Geneva – Unitaid is investing US$ 20 million in measures to avert hundreds of thousands of preventable deaths among people with advanced HIV. The initiative seeks to forge a more effective global response to diagnosing and treating people whose immune systems are so weakened by HIV that they are at risk of infection by other […]

Geneva – Unitaid is investing US$ 20 million in measures to avert hundreds of thousands of preventable deaths among people with advanced HIV.

The initiative seeks to forge a more effective global response to diagnosing and treating people whose immune systems are so weakened by HIV that they are at risk of infection by other life-threatening diseases.

The grant, to be implemented by Clinton Health Access Initiative (CHAI), will help make new, WHO-recommended medicines and testing tools affordable and available in lower-income countries.

“This promises to be an enormous benefit not only to individuals, but to the global HIV response,” Unitaid Executive Director Lelio Marmora said. “Addressing advanced HIV could prevent four out of ten HIV-related deaths every year.”

The intention is to create a model for tackling advanced HIV that can be scaled up by national governments and funding partners such as the Global Fund and PEPFAR.

The new investment builds on Unitaid’s 2016-2019 work with CHAI to expand access to the best available antiretrovirals.

The HIV virus weakens the immune system, increasing the risk of dangerous infection by bacteria, viruses and fungi.

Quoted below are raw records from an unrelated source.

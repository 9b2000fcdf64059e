//! Pulse (square) channel
//!
//! The sequencer rotates an 8-bit duty pattern; the current bit, scaled
//! by the envelope, is the channel output. The sweep unit retunes the
//! timer on half-frame clocks, and both the timer floor and the sweep
//! target can mute the channel outright.

use crate::apu::components::{Envelope, LengthCounter, Sequencer, Sweep};
use crate::apu::constants::DUTY_SEQUENCES;

/// One of the two pulse channels
pub struct PulseChannel {
    pub sequencer: Sequencer,
    pub envelope: Envelope,
    pub sweep: Sweep,
    pub length_counter: LengthCounter,
    pub enabled: bool,
}

impl PulseChannel {
    /// `channel_one` selects the sweep's negate flavor
    pub fn new(channel_one: bool) -> Self {
        let mut sequencer = Sequencer::new();
        sequencer.sequence = DUTY_SEQUENCES[0] as u16;

        PulseChannel {
            sequencer,
            envelope: Envelope::new(),
            sweep: Sweep::new(channel_one),
            length_counter: LengthCounter::new(),
            enabled: false,
        }
    }

    /// $4000/$4004: duty + envelope control
    pub fn write_control(&mut self, data: u8) {
        self.sequencer.sequence = DUTY_SEQUENCES[(data >> 6) as usize] as u16;
        self.envelope.write_control(data);
    }

    /// $4001/$4005: sweep control
    pub fn write_sweep(&mut self, data: u8) {
        self.sweep.write_control(data);
    }

    /// $4002/$4006: timer low byte
    pub fn write_timer_low(&mut self, data: u8) {
        self.sequencer.set_reload_low(data);
    }

    /// $4003/$4007: timer high bits + length load + envelope restart
    pub fn write_timer_high(&mut self, data: u8) {
        self.sequencer.set_reload_high(data);
        if self.enabled {
            self.length_counter.load(data);
        }
        self.envelope.start();
    }

    /// Channel tick: rotate the duty sequence on timer underflow
    pub fn clock(&mut self) {
        self.sequencer
            .clock(self.enabled, |s| ((s & 0x01) << 7) | ((s & 0xFF) >> 1));
    }

    /// Quarter-frame: envelope decay
    pub fn quarter_frame_clock(&mut self) {
        self.envelope.clock();
    }

    /// Half-frame: sweep retune and length countdown
    pub fn half_frame_clock(&mut self) {
        if let Some(period) = self.sweep.clock(self.sequencer.reload) {
            self.sequencer.reload = period;
        }
        self.length_counter
            .clock(self.enabled, self.envelope.loop_flag);
    }

    /// Current output level (0-15)
    pub fn output(&self) -> u8 {
        if !self.enabled
            || !self.length_counter.is_active()
            || self.sequencer.reload < 8
            || self.sweep.is_muting(self.sequencer.reload)
        {
            return 0;
        }

        if self.sequencer.sequence & 0x01 != 0 {
            self.envelope.output()
        } else {
            0
        }
    }
}

#[cfg(test)]
mod tests {
    use super::*;

    fn audible_pulse() -> PulseChannel {
        let mut pulse = PulseChannel::new(true);
        pulse.enabled = true;
        pulse.write_control(0xBF); // 50% duty, constant volume 15
        pulse.write_timer_low(0x40);
        pulse.write_timer_high(0x00); // period 0x040, length index 0 -> 10
        pulse
    }

    #[test]
    fn test_duty_rotation_produces_square_wave() {
        let mut pulse = audible_pulse();

        // Drive enough timer underflows to walk the whole 8-step duty
        // cycle and count the high steps of the 50% pattern
        let mut high_steps = 0;
        for _ in 0..8 {
            for _ in 0..=0x40 {
                pulse.clock();
            }
            if pulse.output() > 0 {
                high_steps += 1;
            }
        }
        assert_eq!(high_steps, 4, "50% duty is high for four of eight steps");
    }

    #[test]
    fn test_muted_below_timer_floor() {
        let mut pulse = audible_pulse();
        pulse.write_timer_low(0x07);
        pulse.write_timer_high(0x00);

        assert_eq!(pulse.output(), 0, "timer below 8 silences the channel");
    }

    #[test]
    fn test_silent_when_length_expires() {
        let mut pulse = audible_pulse();
        pulse.envelope.loop_flag = false;

        // Length index 0 loads 10; ten half-frames drain it
        for _ in 0..10 {
            pulse.half_frame_clock();
        }
        assert!(!pulse.length_counter.is_active());
        assert_eq!(pulse.output(), 0);
    }

    #[test]
    fn test_length_not_loaded_while_disabled() {
        let mut pulse = PulseChannel::new(true);
        pulse.write_timer_high(0x00);

        assert!(!pulse.length_counter.is_active());
    }
}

A person is said to have advanced HIV disease when his or her immune system can no longer fight off these opportunistic infections.

“Millions of lives have been saved by greater access to antiretroviral therapy, but many people with advanced HIV are still at risk of dying,” said Peter Sands, Executive Director of the Global Fund. “By taking on this challenge together, we can move toward our common goal of ending HIV.”

A third of the people who begin HIV treatment get started so late that they already have very weakened immune systems. They are at risk of death even after getting on antiretrovirals, the medicine used to suppress the virus.

Extraordinary progress has been made over the past two decades in expanding access to treatment for HIV and encouraging people to test and begin treatment earlier.  However, deaths from HIV-related diseases have not decreased as much as expected; they stand at about one million annually.

Tuberculosis is the leading cause of death among people living with HIV, claiming 300,000 lives in 2017. About 180,000 people with HIV die every year from cryptococcal meningitis, a fungal infection of the lining of the brain and spinal cord.

Last year, Unitaid secured two landmark agreements to improve treatment for those with advanced HIV disease: An agreement with the Indian drug manufacturer Cipla Ltd. lowered the price of an innovative combination therapy for co-infections including TB, and an agreement with Gilead Science reduced the price of a more tolerable formulation of AmBisome®, a drug for cryptococcal meningitis. Lower prices will allow more people to access treatment for these life-threatening infections.